"
Quando guarda la primula il poeta apprende qualcosa di sé creatore.
Il suo
orgoglio è accresciuto vedendosi nell'atto di dare un contributo
ai vasti
processi di cui la primula è un esempio"
G. Bateson
Praticando
la mindfulness: decidendo di prendere quella posizione in cui il flusso delle
cose e "del mondo" subisce meno le interferenze di ciò che già
sappiamo, capita di rendersi conto di quanto " la realtà" sia
continuamente filtrata da un processo che è sempre all'opera dentro di noi e
che coglie certe cose per lasciarne perdere altre.
In un breve
saggio del 1974 intitolato "La Creatura e le sue creazioni", Gregory
Bateson, prendendo come esempio uno dei possibili soggetti dell'esperienza dice
: " Il poeta si vede separato dalle <<cose come sono>>.
Infatti c'è un oggetto su cui l'organismo (in questo caso il poeta) non può
dire nulla e, nel suo poemetto, questo oggetto è chiamato <<le cose come
sono>>. Forse questa cosa, questo oggetto ineffabile, è solo una finzione.".
Insomma
dice, Bateson, che il mondo là fuori non può mai essere colto per quello che è:
ci sono e ci saranno sempre dei filtri e, proprio nel momento in cui decidiamo
di toglierne qualcuno, diventiamo consapevoli di quanto continuamente ne usiamo.
E l'immagine
del poeta è perfetta, in questo caso, per descrivere il soggetto: la creatura
che osservando il mondo se ne fa un'idea e decide di prenderlo per buono, di
accettare che le cose stanno così e, a volte, possono essere condivise e rese,
nella condivisione, ancora più "reali".
Questa
decisione, questo così è che le cose stanno è, a tutti gli effetti, un
decidere: un de-cido, un tagliare fuori certe parti e conservarne delle altre
che diventano ciò che del mondo, in questo momento e applicando questi filtri,
lascio entrare.
Il fatto è
(ammesso che, a questo punto del discorso, abbia ancora senso parlare di fatti)
che gran parte dei filtri che vengono messi non sono messi consapevolmente.
Ed è qui che
il buon uso della mindfulness può diventare davvero salutare: possiamo
accorgerci di quanto ogni cosa che osserviamo, ogni oggetto su cui l'attenzione
indugia, sia messo lì da un gesto interno che è compiuto dall'osservatore ed è
dettato dall'abitudine, dalla tradizione, dall'educazione dal mood del momento,
dalla memoria, dal desiderio.... Saperlo non ci porta alla percezione delle
cose come veramente sono, non è che, accorgendoci dei filtri e dei setacci
attraverso cui le cose passano, smettiamo automaticamente di usarli; e non è
nemmeno detto che questo sarebbe un bene in sé.
Ciò che fa
bene, tuttavia, ciò che è terapeutico, è la coscienza del continuo processo
creativo e poietico che la mente, i sensi, il linguaggio, il sistema nervoso,
compiono.
Poiesis, il
termine da cui poesia e poeta derivano, in greco antico sta per
"fare/creare": c'è un continuo fare nel nostro percepire e nel nostro
esprimere, un fare che lavora sotto e modella il discorso in entrata e in
uscita.
Come
continua mirabilmente Bateson: " Tra noi e <<le cose come
sono>> c'è sempre un filtro creativo.
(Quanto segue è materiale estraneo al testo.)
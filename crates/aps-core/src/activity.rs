//! 生產活動模型
//!
//! 活動只攜帶物料判定所需的排程資訊：整備/生產/後處理時段、
//! 生產週期數與主資源。活動網路的建構屬於外部排程器。

use chrono::Duration;
use uuid::Uuid;

use crate::ids::{ResourceId, Timestamp};
use crate::requirement::MaterialUsedTiming;

/// 生產活動
#[derive(Debug, Clone)]
pub struct Activity {
    /// 活動ID
    pub id: Uuid,

    /// 主資源
    pub resource_id: ResourceId,

    /// 排定開始時間（整備開始）
    pub scheduled_start: Timestamp,

    /// 整備時段
    pub setup: Duration,

    /// 生產時段
    pub production: Duration,

    /// 後處理時段
    pub post_processing: Duration,

    /// 生產週期數
    pub cycles: u32,

    /// 已開工/逾期（不再做物料判定）
    pub in_process: bool,
}

impl Activity {
    /// 創建新的活動
    pub fn new(resource_id: ResourceId, scheduled_start: Timestamp) -> Self {
        Self {
            id: Uuid::new_v4(),
            resource_id,
            scheduled_start,
            setup: Duration::zero(),
            production: Duration::zero(),
            post_processing: Duration::zero(),
            cycles: 1,
            in_process: false,
        }
    }

    /// 建構器模式：設置整備時段
    pub fn with_setup(mut self, setup: Duration) -> Self {
        self.setup = setup;
        self
    }

    /// 建構器模式：設置生產時段
    pub fn with_production(mut self, production: Duration) -> Self {
        self.production = production;
        self
    }

    /// 建構器模式：設置後處理時段
    pub fn with_post_processing(mut self, post_processing: Duration) -> Self {
        self.post_processing = post_processing;
        self
    }

    /// 建構器模式：設置生產週期數（至少 1）
    pub fn with_cycles(mut self, cycles: u32) -> Self {
        self.cycles = cycles.max(1);
        self
    }

    /// 建構器模式：標記為已開工
    pub fn as_in_process(mut self) -> Self {
        self.in_process = true;
        self
    }

    /// 生產開始時間
    pub fn production_start(&self) -> Timestamp {
        self.scheduled_start + self.setup
    }

    /// 生產結束時間
    pub fn production_end(&self) -> Timestamp {
        self.production_start() + self.production
    }

    /// 後處理結束時間
    pub fn post_processing_end(&self) -> Timestamp {
        self.production_end() + self.post_processing
    }

    /// 單一生產週期的長度
    pub fn cycle_len(&self) -> Duration {
        self.production / (self.cycles.max(1) as i32)
    }

    /// 第 i 個生產週期的開始時間（0 起算）
    pub fn cycle_start(&self, index: u32) -> Timestamp {
        self.production_start() + self.cycle_len() * (index as i32)
    }

    /// 依耗用時點計算物料實際被消耗的時間序列
    pub fn consumption_times(&self, timing: MaterialUsedTiming) -> Vec<Timestamp> {
        match timing {
            MaterialUsedTiming::SetupStart => vec![self.scheduled_start],
            MaterialUsedTiming::DuringSetup => vec![self.scheduled_start + self.setup / 2],
            MaterialUsedTiming::ProductionStart | MaterialUsedTiming::FirstCycle => {
                vec![self.production_start()]
            }
            MaterialUsedTiming::PerCycle => {
                (0..self.cycles.max(1)).map(|i| self.cycle_start(i)).collect()
            }
            MaterialUsedTiming::LastCycle => vec![self.cycle_start(self.cycles.max(1) - 1)],
            MaterialUsedTiming::PostProcessingStart => vec![self.production_end()],
            MaterialUsedTiming::PostProcessingEnd => vec![self.post_processing_end()],
        }
    }

    /// 耗用點之前必須完成的活動時段（回推開始日期使用）
    pub fn pre_consumption_span(&self, timing: MaterialUsedTiming) -> Duration {
        match timing {
            MaterialUsedTiming::SetupStart => Duration::zero(),
            MaterialUsedTiming::DuringSetup => self.setup / 2,
            MaterialUsedTiming::ProductionStart
            | MaterialUsedTiming::FirstCycle
            | MaterialUsedTiming::PerCycle => self.setup,
            MaterialUsedTiming::LastCycle => {
                self.setup + self.cycle_len() * (self.cycles.max(1) as i32 - 1)
            }
            MaterialUsedTiming::PostProcessingStart => self.setup + self.production,
            MaterialUsedTiming::PostProcessingEnd => {
                self.setup + self.production + self.post_processing
            }
        }
    }
}

#[cfg(test)]
mod tests {
    use super::*;
    use chrono::NaiveDate;

    fn ts(day: u32, hour: u32) -> Timestamp {
        NaiveDate::from_ymd_opt(2025, 11, day)
            .unwrap()
            .and_hms_opt(hour, 0, 0)
            .unwrap()
    }

    fn activity() -> Activity {
        Activity::new(ResourceId(1), ts(1, 0))
            .with_setup(Duration::hours(2))
            .with_production(Duration::hours(8))
            .with_post_processing(Duration::hours(2))
            .with_cycles(4)
    }

    #[test]
    fn test_schedule_spans() {
        let act = activity();
        assert_eq!(act.production_start(), ts(1, 2));
        assert_eq!(act.production_end(), ts(1, 10));
        assert_eq!(act.post_processing_end(), ts(1, 12));
        assert_eq!(act.cycle_len(), Duration::hours(2));
    }

    #[test]
    fn test_consumption_times_per_cycle() {
        let act = activity();
        let times = act.consumption_times(MaterialUsedTiming::PerCycle);
        assert_eq!(times, vec![ts(1, 2), ts(1, 4), ts(1, 6), ts(1, 8)]);

        // 序列恆為非遞減
        assert!(times.windows(2).all(|w| w[0] <= w[1]));
    }

    #[test]
    fn test_consumption_times_single_node() {
        let act = activity();
        assert_eq!(
            act.consumption_times(MaterialUsedTiming::SetupStart),
            vec![ts(1, 0)]
        );
        assert_eq!(
            act.consumption_times(MaterialUsedTiming::DuringSetup),
            vec![ts(1, 1)]
        );
        assert_eq!(
            act.consumption_times(MaterialUsedTiming::LastCycle),
            vec![ts(1, 8)]
        );
        assert_eq!(
            act.consumption_times(MaterialUsedTiming::PostProcessingEnd),
            vec![ts(1, 12)]
        );
    }

    #[test]
    fn test_pre_consumption_span() {
        let act = activity();
        assert_eq!(
            act.pre_consumption_span(MaterialUsedTiming::SetupStart),
            Duration::zero()
        );
        assert_eq!(
            act.pre_consumption_span(MaterialUsedTiming::ProductionStart),
            Duration::hours(2)
        );
        assert_eq!(
            act.pre_consumption_span(MaterialUsedTiming::LastCycle),
            Duration::hours(8)
        );
        assert_eq!(
            act.pre_consumption_span(MaterialUsedTiming::PostProcessingEnd),
            Duration::hours(12)
        );
    }
}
I nostri organi di senso non
ammettono nessuna cosa e riferiscono solo ciò che ha senso.
<<Noi>>, come il comandante di un esercito moderno, leggiamo solo
rapporti dei servizi segreti già manipolati da agenti che in parte sanno cosa
vogliamo leggere. E del pari sono manipolate le nostre uscite: le uscite
debbono, affé mia, essere in armonia.... il filtro creativo fra noi e il mondo,
è presente sempre e comunque. Ciò equivale a essere creatura e insieme
creatore. E questo il poeta lo sa molto meglio del biologo.".